The new adipokine Chemerin has been implicated in the cardiovascular complications associated with obesity and metabolic syndrome. The present study was designed to test the hypothesis that the adipokine chemerin induces vascular dysfunction by decreasing nitric oxide (NO)–cGMP signaling. Isometric contraction was recorded in rat thoracic aortic rings incubated with chemerin (0.5ng/mL or 5ng/mL; 1 hour) or vehicle. Chemerin markedly reduced both sodium nitroprusside [pD2: 8,6±0,1 vs. chem 0,5ng/mL=7,4±0,1; chem 5ng/mL=6,9±0,1] and acetylcholine [Emax: vehicle=93,1±11,1; chem 0,5ng/mL=66,1±3,1; chem 5ng/mL= 63,8±12,6]‐induced relaxation in rat aorta.
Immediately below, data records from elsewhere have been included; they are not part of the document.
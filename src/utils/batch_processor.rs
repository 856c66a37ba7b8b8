use crate::core::extractor::{CommentSource, DocxCommentExtractor};
use crate::core::workbook::{RowWriter, XlsxWriter};
use crate::CommentRow;
use log::{debug, error, info, warn};
use std::path::{Path, PathBuf};
use thiserror::Error;

/// A per-file (or output) failure collected during a batch.
#[derive(Debug, Clone, Error, PartialEq)]
pub enum FileFailure {
    /// The listed input path does not exist.
    #[error("File not found: {}", .path.display())]
    NotFound { path: PathBuf },

    /// The input exists but is not a readable document.
    #[error("Error processing file {}:\n{message}", .path.display())]
    Parse { path: PathBuf, message: String },

    /// The output spreadsheet could not be written.
    #[error("Error saving output file:\n{message}")]
    Save { path: PathBuf, message: String },
}

/// Preconditions that stop a batch before any file is touched.
#[derive(Debug, Clone, Error, PartialEq)]
pub enum BatchError {
    #[error("Please select input files and an output file.")]
    MissingArguments,
}

/// Fraction of the batch's input files that have been handled.
#[derive(Debug, Clone, Copy, Default, PartialEq)]
pub struct Progress {
    pub completed: usize,
    pub total: usize,
}

impl Progress {
    pub fn percent(&self) -> f64 {
        if self.total == 0 {
            return 0.0;
        }
        self.completed as f64 / self.total as f64 * 100.0
    }
}

/// Outcome of one batch run: every extracted row plus every failure.
#[derive(Debug, Clone, Default)]
pub struct BatchReport {
    pub rows: Vec<CommentRow>,
    pub failures: Vec<FileFailure>,
    pub files_processed: usize,
    pub output: PathBuf,
    pub saved: bool,
}

impl BatchReport {
    pub fn is_success(&self) -> bool {
        self.saved && self.failures.is_empty()
    }

    /// All failures as one message, or `None` when there were none.
    pub fn error_report(&self) -> Option<String> {
        if self.failures.is_empty() {
            return None;
        }
        let joined = self
            .failures
            .iter()
            .map(|f| f.to_string())
            .collect::<Vec<_>>()
            .join("\n\n");
        Some(format!("The following errors occurred:\n\n{}", joined))
    }
}

/// Runs comment extraction over a list of files and writes one spreadsheet.
pub struct BatchProcessor<S = DocxCommentExtractor> {
    source: S,
    writer: XlsxWriter,
}

impl BatchProcessor {
    pub fn new() -> Self {
        Self::with_source(DocxCommentExtractor)
    }
}

impl Default for BatchProcessor {
    fn default() -> Self {
        Self::new()
    }
}

impl<S: CommentSource> BatchProcessor<S> {
    pub fn with_source(source: S) -> Self {
        Self {
            source,
            writer: XlsxWriter,
        }
    }

    /// Process `inputs` in order and save the rows to `output`.
    ///
    /// A missing or unreadable input is recorded and skipped; a failed save is
    /// recorded too. `progress` is called after each input.
    pub fn run<F>(&self, inputs: &[PathBuf], output: &Path, mut progress: F) -> Result<BatchReport, BatchError>
    where
        F: FnMut(Progress),
    {
        if inputs.is_empty() || output.as_os_str().is_empty() {
            return Err(BatchError::MissingArguments);
        }

        info!("Starting batch of {} files, output: {}", inputs.len(), output.display());

        let mut report = BatchReport {
            output: output.to_path_buf(),
            ..BatchReport::default()
        };
        let total = inputs.len();

        for (i, path) in inputs.iter().enumerate() {
            match self.process_file(path) {
                Ok(rows) => {
                    info!("Extracted {} comments from {}", rows.len(), path.display());
                    report.rows.extend(rows);
                    report.files_processed += 1;
                }
                Err(failure) => {
                    warn!("{}", failure);
                    report.failures.push(failure);
                }
            }
            progress(Progress {
                completed: i + 1,
                total,
            });
        }

        match self.writer.write_rows(output, &report.rows) {
            Ok(()) => report.saved = true,
            Err(e) => {
                error!("Failed to save {}: {:#}", output.display(), e);
                report.failures.push(FileFailure::Save {
                    path: output.to_path_buf(),
                    message: format!("{:#}", e),
                });
            }
        }

        info!(
            "Batch finished: {} rows, {} failures",
            report.rows.len(),
            report.failures.len()
        );
        Ok(report)
    }

    fn process_file(&self, path: &Path) -> Result<Vec<CommentRow>, FileFailure> {
        if !path.exists() {
            return Err(FileFailure::NotFound {
                path: path.to_path_buf(),
            });
        }

        let file_name = base_name(path);
        debug!("Processing file: {}", path.display());

        let comments = self.source.extract(path).map_err(|e| FileFailure::Parse {
            path: path.to_path_buf(),
            message: format!("{:#}", e),
        })?;

        Ok(comments
            .into_iter()
            .map(|c| CommentRow::new(file_name.clone(), c))
            .collect())
    }
}

fn base_name(path: &Path) -> String {
    path.file_name()
        .map(|name| name.to_string_lossy().into_owned())
        .unwrap_or_else(|| path.display().to_string())
}

/// Parse a newline-separated list of paths, ignoring blank lines.
pub fn parse_path_list(text: &str) -> Vec<PathBuf> {
    text.lines()
        .map(str::trim)
        .filter(|line| !line.is_empty())
        .map(PathBuf::from)
        .collect()
}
Chemerin increased eNOS phosphorylation [a.u.: 1 vs. 1.9±0.1], but also induced NOS uncoupling, as demonstrated by a decreased eNOS dimer/monomer ratio [a.u.: 1 vs. 0,5±0,1]. Chemerin decreased vascular expression of soluble guanylate cyclase [a.u.: 1 vs. 0.6±0.1] as well as cGMP levels [pmol/mg: 1±0,2]. Chemerin increased superoxide anion generation [rlu: 100 vs. 120,5±8,1], determined by lucigenin chemiluminescence assay in cultured VSMCs from rat aorta, an effect that was abrogated by incubation with L‐NAME [120,5 vs. 71,6±9,4] or tempol [120,5 vs. 73,3±7,5]. In conclusion, chemerin decreases NO‐cGMP signaling via ROS generation, NOS uncoupling and decreased GC activity. Our studies may contribute to a better understanding of the role of factors released by the visceral adipose tissue on vascular function and, consequently, on the vascular dysfunction in obesity and obesity‐associated diseases.